The historic electronic health record (EHR) implementation at St Stephen’s Hospital in Hervey Bay, Australia, once again received international recognition. Not only was the UnitingCare Queensland facility recently named as the first hospital in Australia to earn HIMSS Analytics Stage 7 validation, as tracked by the Electronic Medical Record Adoption Model, it is also the first hospital in Australia to win the coveted HIMSS Davies Enterprise Award.
The Davies Award is widely regarded as one of the most prestigious in health information technology (HIT) and is reserved for organizations that leveraged HIT to show significant and sustained improvements to patient outcomes and clinical workflows. Care teams at St Stephen’s used device integration, barcode medication administration and standardized care plans to increase time at the bedside for nurses, avoid hospital-acquired injuries, improve medication variance and reduce length of stay.
“Everyone involved with St Stephen’s is pleased and proud to accept the HIMSS Davies Award of Excellence,” said Madonna Bowers, acting general manager and director of clinical services. “As the first fully integrated digital hospital in Australia, health information and technology has been a cornerstone to our success in providing excellent and safe care to our patients and the community.”
St Stephen’s submitted three in-depth case studies that showcase their success. Recordings of their presentations are posted here.
Creating an integrated environment
The opening of St Stephen’s digital facility provided an opportunity for care redesign in multiple areas. The digital hospital’s focus went beyond the EHR and included a scalable platform that improved data access by creating a fully integrated care environment.
This new level of middleware integration resulted in seamless communication between the EHR, medical devices and care team communications, enabling near real time monitoring, clinical decision support tools, care plans, electronic room signage and enhanced patient engagement.
The biomedical device integration automated many manual processes, which freed-up nurses to spend approximately 2,800 more hours at the bedside.1
Additionally, St Stephens integrated Camera Capture™, an application that allows clinicians to take pictures of wounds and upload them directly into the record. This enabled nurses to more accurately monitor deterioration and progress of pressure injuries, and the rate of hospital-acquired pressure injuries fell 40% over two years.2
“Device connectivity has made life easier for all of our clinicians both in and outside the hospital,” said Larnie Wright, RN, assistant director of nursing. “It is very open and visible no matter where you are.”
Reducing medication administration variance
Switching from paper to a fully digital environment also enabled St Stephen’s to improve the variance in its medication process.
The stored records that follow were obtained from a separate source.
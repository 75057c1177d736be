//! A service that delivers notifications to the log.
//!
//! Useful as a development sink, an audit trail, and as the smallest
//! possible reference implementation of the [`Service`] contract.
//! Locator form: `log://<label>`; an optional `title` query field (or
//! `title` param at send time) is attached to each event.

use async_trait::async_trait;
use tracing::info;
use url::Url;

use crate::error::TannoyError;
use crate::service::{Params, Service};

#[derive(Debug, Default)]
pub struct LogService {
    label: String,
    title: Option<String>,
}

impl LogService {
    #[must_use]
    pub fn new() -> Self {
        Self::default()
    }
}

#[async_trait]
impl Service for LogService {
    fn id(&self) -> &str {
        "log"
    }

    fn initialize(&mut self, locator: &Url) -> Result<(), TannoyError> {
        self.label = locator.host_str().unwrap_or("default").to_string();
        self.title = locator
            .query_pairs()
            .find(|(key, _)| key == "title")
            .map(|(_, value)| value.into_owned());
        Ok(())
    }

    async fn send(&self, message: &str, params: &Params) -> Result<(), TannoyError> {
        let title = params
            .get("title")
            .map(String::as_str)
            .or(self.title.as_deref())
            .unwrap_or("");
        info!(
            label = %self.label,
            title = %title,
            "{message}"
        );
        Ok(())
    }
}

#[cfg(test)]
mod tests {
    use super::*;

    #[tokio::test]
    async fn initializes_from_locator_and_sends() {
        let mut service = LogService::new();
        let url = Url::parse("log://audit?title=Deploy").unwrap();
        service.initialize(&url).unwrap();
        assert_eq!(service.label, "audit");
        assert_eq!(service.title.as_deref(), Some("Deploy"));

        let params = Params::new();
        service.send("it works", &params).await.unwrap();
    }

    #[tokio::test]
    async fn title_param_overrides_configured_title() {
        let mut service = LogService::new();
        service.initialize(&Url::parse("log://x?title=A").unwrap()).unwrap();

        let mut params = Params::new();
        params.insert("title".into(), "B".into());
        // Override is consulted per call; configured title is untouched.
        service.send("hello", &params).await.unwrap();
        assert_eq!(service.title.as_deref(), Some("A"));
    }

    #[test]
    fn custom_urls_are_unsupported() {
        let service = LogService::new();
        let err = service
            .config_url_from_custom(&Url::parse("log+https://host").unwrap())
            .unwrap_err();
        assert!(matches!(err, TannoyError::CustomUrlUnsupported { .. }));
    }
}
//! Unified error types for tannoy.
//!
//! Defines [`TannoyError`], the crate-wide error enum covering every
//! failure class the router can surface: locator resolution, service
//! initialization, custom-URL translation, and per-service delivery
//! outcomes (including timeouts). Uses `thiserror` for `Display` and
//! `Error` derives; underlying causes are boxed as `#[source]` chains.

type BoxedCause = Box<dyn std::error::Error + Send + Sync>;

#[derive(Debug, thiserror::Error)]
#[non_exhaustive]
pub enum TannoyError {
    /// Sending through a router that owns no services. The fail-fast
    /// guard for a misused (empty) router.
    #[error("error sending message: no senders")]
    NoSenders,

    /// No factory is registered for the locator's canonical scheme.
    #[error("unknown service '{scheme}' (no factory registered for this scheme)")]
    UnknownService { scheme: String },

    /// The locator string is not a parseable URL.
    #[error("failed to parse locator '{locator}': {source}")]
    LocatorParse {
        locator: String,
        #[source]
        source: url::ParseError,
    },

    /// A custom-shaped locator was supplied but the service cannot
    /// translate provider-native webhook URLs.
    #[error("service '{scheme}' does not support custom URLs")]
    CustomUrlUnsupported { scheme: String },

    /// The service's custom-URL translation itself failed.
    #[error("failed to convert custom URL for service '{scheme}': {source}")]
    CustomUrlConversion {
        scheme: String,
        #[source]
        source: BoxedCause,
    },

    /// The service rejected its decoded configuration during
    /// initialization.
    #[error("failed to initialize service '{scheme}': {message}")]
    InvalidConfig { scheme: String, message: String },

    /// The service did not answer before the router's configured
    /// timeout elapsed.
    #[error("failed to send: timed out waiting for service '{service}'")]
    Timeout { service: String },

    /// The service answered with a delivery failure.
    #[error("service '{service}' failed to send: {source}")]
    SendFailed {
        service: String,
        #[source]
        source: BoxedCause,
    },

    /// A dispatch task terminated (panicked) before reporting a result.
    #[error("service '{service}' dispatch task terminated without reporting a result")]
    DispatchAborted { service: String },
}

impl TannoyError {
    /// Wrap an arbitrary delivery failure from the named service.
    pub fn send_failed(service: impl Into<String>, source: impl Into<BoxedCause>) -> Self {
        Self::SendFailed {
            service: service.into(),
            source: source.into(),
        }
    }

    /// True for the per-service timeout outcome.
    #[must_use]
    pub const fn is_timeout(&self) -> bool {
        matches!(self, Self::Timeout { .. })
    }
}
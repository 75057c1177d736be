//! Built-in reference services.
//!
//! Real chat/webhook/mail backends live outside this crate; what ships
//! here is the minimal service useful on its own and in examples:
//! [`LogService`], which "delivers" through the `tracing` pipeline.

pub mod log;

pub use log::LogService;
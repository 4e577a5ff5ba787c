use chrono::{DateTime, Utc};
use getset::Getters;
use serde::{Deserialize, Serialize};

//--------------------------------------------------------------------------------------------------
// Types
//--------------------------------------------------------------------------------------------------

/// The summary of a successful deployment.
#[derive(Debug, Clone, PartialEq, Serialize, Deserialize, Getters)]
#[getset(get = "pub with_prefix")]
pub struct DeployReport {
    /// The services and storages that reached `Published`, in publish order.
    pub(super) published: Vec<String>,

    /// The services whose image was uploaded.
    pub(super) uploaded: Vec<String>,

    /// The services built in this attempt whose upload was skipped.
    pub(super) skipped_uploads: Vec<String>,

    /// The digest of the submitted manifest.
    pub(super) manifest_digest: String,

    /// When the deployment started.
    pub(super) started_at: DateTime<Utc>,

    /// When the manifest was accepted.
    pub(super) finished_at: DateTime<Utc>,
}
use std::path::PathBuf;

use clap::Parser;

use super::styles;

//-------------------------------------------------------------------------------------------------
// Types
//-------------------------------------------------------------------------------------------------

/// `monodeploy` builds, verifies and publishes the backend services of a project
#[derive(Debug, Parser)]
#[command(name = "monodeploy", author, version, styles=styles::styles())]
pub struct MonodeployArgs {
    /// The subcommand to run
    #[command(subcommand)]
    pub subcommand: Option<MonodeploySubcommand>,

    /// Enable verbose logging
    #[arg(short, long, global = true)]
    pub verbose: bool,
}

/// Available subcommands
#[derive(Debug, Parser)]
pub enum MonodeploySubcommand {
    /// Show what a deployment would do
    #[command(name = "plan")]
    Plan {
        /// Project directory
        #[arg(short, long)]
        path: Option<PathBuf>,

        /// Project file name
        #[arg(short, long)]
        config: Option<String>,
    },

    /// Build, verify and publish the project
    #[command(name = "deploy")]
    Deploy {
        /// Project directory
        #[arg(short, long)]
        path: Option<PathBuf>,

        /// Project file name
        #[arg(short, long)]
        config: Option<String>,

        /// Do not boot and health check images locally
        #[arg(long)]
        skip_verify: bool,

        /// Comment attached to the deployment
        #[arg(short = 'm', long)]
        comment: Option<String>,
    },

    /// Check the project declarations
    #[command(name = "validate")]
    Validate {
        /// Project directory
        #[arg(short, long)]
        path: Option<PathBuf>,

        /// Project file name
        #[arg(short, long)]
        config: Option<String>,
    },
}

//-------------------------------------------------------------------------------------------------
// Tests
//-------------------------------------------------------------------------------------------------

#[cfg(test)]
mod tests {
    use clap::CommandFactory;

    use super::*;

    #[test]
    fn test_args_are_consistent() {
        MonodeployArgs::command().debug_assert();
    }

    #[test]
    fn test_parse_deploy() {
        let args = MonodeployArgs::parse_from([
            "monodeploy",
            "deploy",
            "--path",
            "/srv/project",
            "--skip-verify",
            "-m",
            "release 42",
        ]);

        match args.subcommand {
            Some(MonodeploySubcommand::Deploy {
                path,
                config,
                skip_verify,
                comment,
            }) => {
                assert_eq!(path, Some(PathBuf::from("/srv/project")));
                assert_eq!(config, None);
                assert!(skip_verify);
                assert_eq!(comment.as_deref(), Some("release 42"));
            }
            other => panic!("unexpected subcommand: {other:?}"),
        }
    }
}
By implementing a closed loop electronic medication management process with barcode medication administration (BCMA), clinicians could track and verify each step of the process.
“Reliable data provides greater visibility and helps us improve our clinician’s and patient’s hospital experience,” said Joanne Hayden, BSc (Hons), BPharm, clinical informaticist. “Add to this the clinical decision support tools and we can help prevent medication errors in near real time.”
With an increase in computerized provider order entry (CPOE) adoption and the utilization of BCMA, St Stephen’s realized an estimated 69% decrease in adverse drug events due to medication omissions.3
Standardizing orthopedic care
St Stephen’s set out to minimize variation among the high number of retirees in the region who require hip and knee procedures. As one of the highest diagnosis-related groups for the system, this orthopedic population provided a significant opportunity to improve both clinical and financial outcomes.
Through careful planning, engaged governance and process improvement, St Stephen’s embedded best practice care recommendations into the EHR digital forms. These forms, known internally as medical power plans, provided clinicians with the ability to individualize diagnoses and problem-driven plans of care, including multidisciplinary clinical pathways and care protocols.
Nurses incorporated electronic interdisciplinary plans of care to drive standardized nursing goals which further minimized the variation of care. After thorough testing and a committed focus on decreasing length of stay (LOS), the standardization paid off.
“Through our governance structure, we utilized data and documentation to standardize care delivery,” said Bowers. “As we continued the education and redevelopment of our plans of care, our average LOS decreased from 3.02 days to 1.6 days.”4
1 Comparing a pre-go-live time to capture vital signs of 5 minutes to a post-go-live time to capture vital signs of 2 minutes 7 seconds and using the number of admission days from Nov 2015 to Oct 2016 of 14,587 with the assumption that vital signs are taken four times a day.
2 Comparing a pre-go-live annual rate of hospital-acquired injuries of 44% measured during fiscal year 2014 to a post-go-live annual rate of 26% measured during fiscal year 2016.
3 Comparing the estimated number of adverse drug events due to medication omissions that would have occurred in the paper environment to the actual number of errors that occurred in the digital environment between July 2018 and April 2019. The expected number of errors is estimated using the organization’s paper environment error rate, measured from July to September 2014.
4 Comparing a pre-go-live average length of stay for orthopaedic patients measured across 2014 to a post-go-live average length of stay for orthopaedic patients measured across 2018.